1. A car steering piston rod, characterized in that: The device includes a cylinder and a rod. The cylinder has an internal cavity with channels at both ends extending to both ends of the cylinder. The rod passes through the channels. A guide strip is embedded in the inner wall of the cavity. A piston is located in the middle of the rod. The piston edge has a notch that matches the guide strip. The piston is slidably connected to the inner wall of the cavity. A hydraulic oil hole is located on the side of the cylinder and communicates with the cavity. Both ends of the guide strip extend into the end wall of the cavity. A wire is located at the end of the guide strip and extends from the side of the cylinder. A conductive piece is located in the notch that contacts the guide strip.

2. The automotive steering piston rod according to claim 1, characterized in that: An oil seal is provided at the junction of the cavity and the channel.

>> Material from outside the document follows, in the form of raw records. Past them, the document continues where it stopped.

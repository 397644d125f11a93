//! Action costs and per-turn generation rates.
//!
//! Every gold price and generation rate the resolution handlers charge lives
//! here as a fixed design constant. All values are whole integers.

use regna_types::{BuildingKind, UnitKind};
use rust_decimal::Decimal;

/// Flat gold cost of claiming a territory, independent of type and terrain.
pub const CLAIM_GOLD_COST: u64 = 500;

/// Gold generated per peasant per turn.
pub const GOLD_PER_PEASANT: u64 = 2;

/// Gold generated per income building per turn.
pub const GOLD_PER_INCOME_BUILDING: u64 = 60;

/// Population growth per peasant-housing building per turn.
pub const GROWTH_PER_HOUSING: u64 = 25;

/// Peasants each acre of land can sustain.
pub const POPULATION_PER_ACRE: u64 = 25;

/// Gold cost of constructing one building of the given kind.
pub const fn building_gold_cost(kind: BuildingKind) -> u64 {
    match kind {
        BuildingKind::Guildhall => 400,
        BuildingKind::Cottage => 150,
        BuildingKind::Barracks => 300,
        BuildingKind::Quarry => 250,
        BuildingKind::Temple => 350,
        BuildingKind::Citadel => 600,
    }
}

/// Gold cost of equipping one trained unit of the given kind.
pub const fn unit_gold_cost(kind: UnitKind) -> u64 {
    match kind {
        UnitKind::Infantry => 50,
        UnitKind::Ranged => 75,
        UnitKind::Mounted => 125,
        UnitKind::Elite => 250,
    }
}

/// Gold generated in one turn.
pub fn gold_income(population: u64, income_buildings: u64) -> u64 {
    let from_peasants = population.saturating_mul(GOLD_PER_PEASANT);
    let from_buildings = income_buildings.saturating_mul(GOLD_PER_INCOME_BUILDING);
    from_peasants.saturating_add(from_buildings)
}

/// Maximum population the kingdom's land can sustain.
pub fn population_cap(land: u64) -> u64 {
    land.saturating_mul(POPULATION_PER_ACRE)
}

/// Population growth for one turn, capped so the total never exceeds `cap`.
pub fn population_growth(current: u64, housing_buildings: u64, cap: u64) -> u64 {
    let headroom = cap.saturating_sub(current);
    housing_buildings.saturating_mul(GROWTH_PER_HOUSING).min(headroom)
}

/// Quarry buildings as a percentage of total land.
///
/// This is the input to [`crate::construction::build_rate_turns`]. A kingdom
/// with no land has a zero quarry percentage.
pub fn quarry_percentage(quarries: u64, land: u64) -> Decimal {
    if land == 0 {
        return Decimal::ZERO;
    }
    Decimal::from(quarries)
        .checked_mul(Decimal::ONE_HUNDRED)
        .and_then(|scaled| scaled.checked_div(Decimal::from(land)))
        .unwrap_or(Decimal::ZERO)
}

3. The automotive steering piston rod according to claim 1, characterized in that: The guide bar has at least two parts, including a first guide bar and a second guide bar. The first guide bar has wires at both ends, and the second guide bar has a wire at one end, which is connected to the conductive piece in the notch corresponding to the first guide bar and the conductive piece in the notch corresponding to the second guide bar.

4. The automotive steering piston rod according to claim 3, characterized in that: The conductivity of the guide strip is greater than that of the cylinder body.

5. The automotive steering piston rod according to claim 1, characterized in that: Dust covers are provided at both ends of the cylinder.